James Bailey has written a superb, creative and timely book whose primary audience should be the U.S. Congress. Unfortunately, the current members of Congress do not seem to possess the intellectual wattage necessary to profit from it. As a supercommittee of our congressional leaders meets to ponder reductions of federal expenditures of more than a trillion dollars and possible reform of the federal tax code, Bailey's wise volume could provide some Christian guidance.
Bailey describes and advocates adoption of what he calls asset building for the poor, a new strategy for fighting poverty by expanding lower-income people's financial and social assets. The reigning policy orthodoxy is that poverty is a function of income flow and consumption of goods and services. The goal of an asset-based strategy is to help people build a secure financial foundation that will keep them out of poverty.
Bailey gives a strong introduction to this emerging field of social and policy analysis. One astonishing aspect of his argument involves the degree to which the federal tax code favors the nonpoor's accumulation of wealth through mechanisms such as tax-favored retirement accounts and the mortgage interest deduction. These benefits accrue primarily to people who pay a substantial amount in federal income taxes. Why not offer incentives for wealth accumulation to people with lower income as well?
Bailey correlates the asset-building strategy with philosopher Martha Nussbaum's capabilities approach. Nussbaum first describes the distinctive activities of the human person by asking what the characteristic activities of the human being are. Second, she argues that the good life involves the ability to carry out these activities. And finally, she contends that people who are unable to perform these activities have a claim on society.
Bailey demonstrates that an overlapping consensus may be emerging among policy advocates, philosophers such as Nussbaum and Amartya Sen, and perhaps most interesting of all, proponents of Catholic social teaching. The consensus points toward supplementing current income-based antipoverty strategies with approaches based on assets and capabilities.
Bailey interrogates Catholic social teaching in light of these two approaches. Outlining the basic tenets of Catholic social teaching, such as the dignity of the human person, the social nature of persons and the preferential option for the poor, he demonstrates that there is substantial agreement but also some dissonance among these three streams of thought. He also provides a quick tour of Catholic teaching on private ownership of property, the duty of the state to intervene in the economy on behalf of the poor, and the need for citizens to be able to participate in public and political life.
Earlier this year, a minor storm broke out in Washington when the Republican leadership in the House of Representatives released correspondence between members of their caucus and Archbishop Timothy Dolan, president of the United States Conference of Catholic Bishops. Lawmakers wanted to show that their draconian budget cuts are in accord with Catholic social teaching. Dolan's ambiguous response did little to counter their claim.

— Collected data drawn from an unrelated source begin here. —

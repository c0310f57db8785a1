//! # Error calculation module
//!
//! Converts an object's position in a video frame into a normalised error pair
//! measured from the frame centre. This is the pure input stage of the gimbal
//! control chain: no state, no side effects, so it can be tested exhaustively
//! without hardware.
//!
//! Malformed positions (non-finite or outside the frame) are rejected here
//! with an error rather than being clamped, so that the caller can treat the
//! cycle as "no detection" instead of chasing a bogus target.

// ---------------------------------------------------------------------------
// IMPORTS
// ---------------------------------------------------------------------------

// External
use nalgebra::Vector2;

// Internal
use comms_if::eqpt::vision::FrameSize;

// ---------------------------------------------------------------------------
// ENUMERATIONS
// ---------------------------------------------------------------------------

/// Possible errors that can occur during error calculation.
#[derive(Debug, thiserror::Error)]
pub enum ErrorCalcError {
    #[error("Object position ({0}, {1}) is not finite")]
    NonFinitePosition(f64, f64),

    #[error("Object position ({0}, {1}) is outside the {2}x{3} px frame")]
    OutOfFrame(f64, f64, u32, u32),

    #[error("Frame dimensions {0}x{1} px are degenerate")]
    DegenerateFrame(u32, u32),
}

// ---------------------------------------------------------------------------
// PUBLIC FUNCTIONS
// ---------------------------------------------------------------------------

/// Calculate the normalised pixel error of an object position relative to the
/// frame centre.
///
/// Both components of the result lie in [-1, 1]: -1 at the left/top edge of
/// the frame, 0 at the centre, +1 at the right/bottom edge. Positions on the
/// far edge (x == width) are accepted as +1 since detections are reported at
/// object centres which may sit on the frame boundary.
pub fn normalised_error(
    frame: &FrameSize,
    pos_px: [f64; 2],
) -> Result<Vector2<f64>, ErrorCalcError> {
    let [x, y] = pos_px;

    if frame.width_px == 0 || frame.height_px == 0 {
        return Err(ErrorCalcError::DegenerateFrame(
            frame.width_px,
            frame.height_px,
        ));
    }

    if !x.is_finite() || !y.is_finite() {
        return Err(ErrorCalcError::NonFinitePosition(x, y));
    }

    let width = frame.width_px as f64;
    let height = frame.height_px as f64;

    if x < 0.0 || x > width || y < 0.0 || y > height {
        return Err(ErrorCalcError::OutOfFrame(
            x,
            y,
            frame.width_px,
            frame.height_px,
        ));
    }

    let centre = frame.centre();

    Ok(Vector2::new(
        (x - centre[0]) / centre[0],
        (y - centre[1]) / centre[1],
    ))
}

// ---------------------------------------------------------------------------
// TESTS
// ---------------------------------------------------------------------------

#[cfg(test)]
mod test {
    use super::*;

    const FRAME: FrameSize = FrameSize {
        width_px: 640,
        height_px: 480,
    };

    #[test]
    fn test_centre_gives_zero_error() {
        let err = normalised_error(&FRAME, [320.0, 240.0]).unwrap();
        assert_eq!(err.x, 0.0);
        assert_eq!(err.y, 0.0);
    }

    #[test]
    fn test_edges() {
        let err = normalised_error(&FRAME, [640.0, 240.0]).unwrap();
        assert_eq!(err.x, 1.0);
        assert_eq!(err.y, 0.0);

        let err = normalised_error(&FRAME, [0.0, 0.0]).unwrap();
        assert_eq!(err.x, -1.0);
        assert_eq!(err.y, -1.0);

        let err = normalised_error(&FRAME, [320.0, 480.0]).unwrap();
        assert_eq!(err.y, 1.0);
    }

    #[test]
    fn test_error_is_normalised() {
        for &(x, y) in &[(160.0, 120.0), (480.0, 360.0), (1.0, 479.0)] {
            let err = normalised_error(&FRAME, [x, y]).unwrap();
            assert!(err.x.abs() <= 1.0);
            assert!(err.y.abs() <= 1.0);
        }
    }

    #[test]
    fn test_non_finite_rejected() {
        assert!(normalised_error(&FRAME, [f64::NAN, 240.0]).is_err());
        assert!(normalised_error(&FRAME, [320.0, f64::INFINITY]).is_err());
    }

    #[test]
    fn test_out_of_frame_rejected() {
        assert!(normalised_error(&FRAME, [-1.0, 240.0]).is_err());
        assert!(normalised_error(&FRAME, [320.0, 481.0]).is_err());
        assert!(normalised_error(&FRAME, [700.0, 240.0]).is_err());
    }

    #[test]
    fn test_degenerate_frame_rejected() {
        let frame = FrameSize {
            width_px: 0,
            height_px: 480,
        };
        assert!(normalised_error(&frame, [0.0, 0.0]).is_err());
    }
}
//! # Gimbal Command Line Client
//!
//! Interactive client which issues commands directly to the gimbal exec over
//! its telecommand socket. Commands are entered one per line, for example:
//!
//! ```text
//! gimbal $ status
//! gimbal $ start
//! gimbal $ track 500 150
//! gimbal $ set pan 120
//! gimbal $ stop
//! ```

// ------------------------------------------------------------------------------------------------
// IMPORTS
// ------------------------------------------------------------------------------------------------

use color_eyre::{eyre::WrapErr, Result};
use rustyline::error::ReadlineError;
use rustyline::DefaultEditor;
use structopt::StructOpt;

use comms_if::{
    net::{zmq, MonitoredSocket, MonitoredSocketError, SocketOptions},
    tc::{GimbalCmd, GimbalResponse},
};

// ------------------------------------------------------------------------------------------------
// CONSTANTS
// ------------------------------------------------------------------------------------------------

const PROMPT: &str = "gimbal $ ";
const HISTORY_PATH: &str = "gimbal_cli_history.txt";

// ------------------------------------------------------------------------------------------------
// STRUCTS
// ------------------------------------------------------------------------------------------------

/// Command line client for the gimbal exec
#[derive(StructOpt)]
#[structopt(name = "gimbal_cli")]
struct Args {
    /// Endpoint of the gimbal exec's telecommand socket
    #[structopt(short, long, default_value = "tcp://localhost:5030")]
    endpoint: String,
}

// ------------------------------------------------------------------------------------------------
// MAIN
// ------------------------------------------------------------------------------------------------

fn main() -> Result<()> {
    let args = Args::from_args();

    let ctx = zmq::Context::new();
    let mut socket = connect(&ctx, &args.endpoint).wrap_err("Could not create the socket")?;

    println!("Connecting to the gimbal exec at {}", args.endpoint);
    println!("Enter a command, \"help\" for the list, Ctrl-D to exit");

    let mut rl = DefaultEditor::new()?;
    let _ = rl.load_history(HISTORY_PATH);

    loop {
        match rl.readline(PROMPT) {
            Ok(line) => {
                let line = line.trim();
                if line.is_empty() {
                    continue;
                }
                let _ = rl.add_history_entry(line);

                // Parse the line as a gimbal command
                let cmd = match GimbalCmd::from_iter_safe(
                    std::iter::once("gimbal").chain(line.split_whitespace()),
                ) {
                    Ok(cmd) => cmd,
                    Err(e) => {
                        // Also covers "help", which clap handles itself
                        println!("{}", e.message);
                        continue;
                    }
                };

                // Send it and print the response. A failed exchange leaves
                // the REQ socket in an unusable state, so rebuild it.
                match exchange(&socket, &cmd) {
                    Ok(response) => print_response(&response),
                    Err(e) => {
                        println!("Exchange failed: {}", e);
                        socket = connect(&ctx, &args.endpoint)
                            .wrap_err("Could not recreate the socket")?;
                    }
                }
            }
            Err(ReadlineError::Interrupted) | Err(ReadlineError::Eof) => break,
            Err(e) => {
                println!("Unhandled error: {:?}", e);
                break;
            }
        }
    }

    let _ = rl.save_history(HISTORY_PATH);

    Ok(())
}

// ------------------------------------------------------------------------------------------------
// PRIVATE FUNCTIONS
// ------------------------------------------------------------------------------------------------

/// Connect a REQ socket to the gimbal exec.
fn connect(ctx: &zmq::Context, endpoint: &str) -> Result<MonitoredSocket, MonitoredSocketError> {
    let socket_options = SocketOptions {
        block_on_first_connect: false,
        connect_timeout: 1000,
        recv_timeout: 2000,
        send_timeout: 1000,
        linger: 1,
        ..Default::default()
    };

    MonitoredSocket::new(ctx, zmq::REQ, socket_options, endpoint)
}

/// Send a command and wait for the exec's response.
fn exchange(socket: &MonitoredSocket, cmd: &GimbalCmd) -> Result<GimbalResponse> {
    let cmd_str = serde_json::to_string(cmd).wrap_err("Could not serialize the command")?;

    socket
        .send(&cmd_str, 0)
        .map_err(|e| color_eyre::eyre::eyre!("Could not send the command: {}", e))?;

    let msg = socket
        .recv_string(0)
        .map_err(|e| color_eyre::eyre::eyre!("No response from the exec: {}", e))?
        .map_err(|_| color_eyre::eyre::eyre!("Non UTF-8 response from the exec"))?;

    serde_json::from_str(&msg).wrap_err("Could not deserialize the response")
}

fn print_response(response: &GimbalResponse) {
    match response {
        GimbalResponse::Angles { pan_deg, tilt_deg } => {
            println!("OK: pan {:.2} deg, tilt {:.2} deg", pan_deg, tilt_deg);
        }
        GimbalResponse::Status(status) => {
            println!(
                "Status: pan {:.2} deg, tilt {:.2} deg, tracking {:?}",
                status.pan_deg, status.tilt_deg, status.tracking_state
            );
        }
        GimbalResponse::Degraded {
            pan_deg,
            tilt_deg,
            error,
        } => {
            println!(
                "DEGRADED: pan {:.2} deg, tilt {:.2} deg (servo write failed: {})",
                pan_deg, tilt_deg, error
            );
        }
        GimbalResponse::Rejected { reason } => {
            println!("REJECTED: {}", reason);
        }
    }
}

There is an opportunity for responsible moral voices, like Bailey's, to enter into this political morass and to suggest some specific tax code reforms that might benefit the poor and not only the rich. Unfortunately, instead we have gotten street theater and agitprop from progressive Christian leaders in Washington, where getting arrested passes for prophetic action. Bailey's work suggests that ethicists and economists can serve the country with concrete and specific budget proposals that might persuade, cajole or shame Congress to reform the tax code in a way that helps the poor instead of hurting them.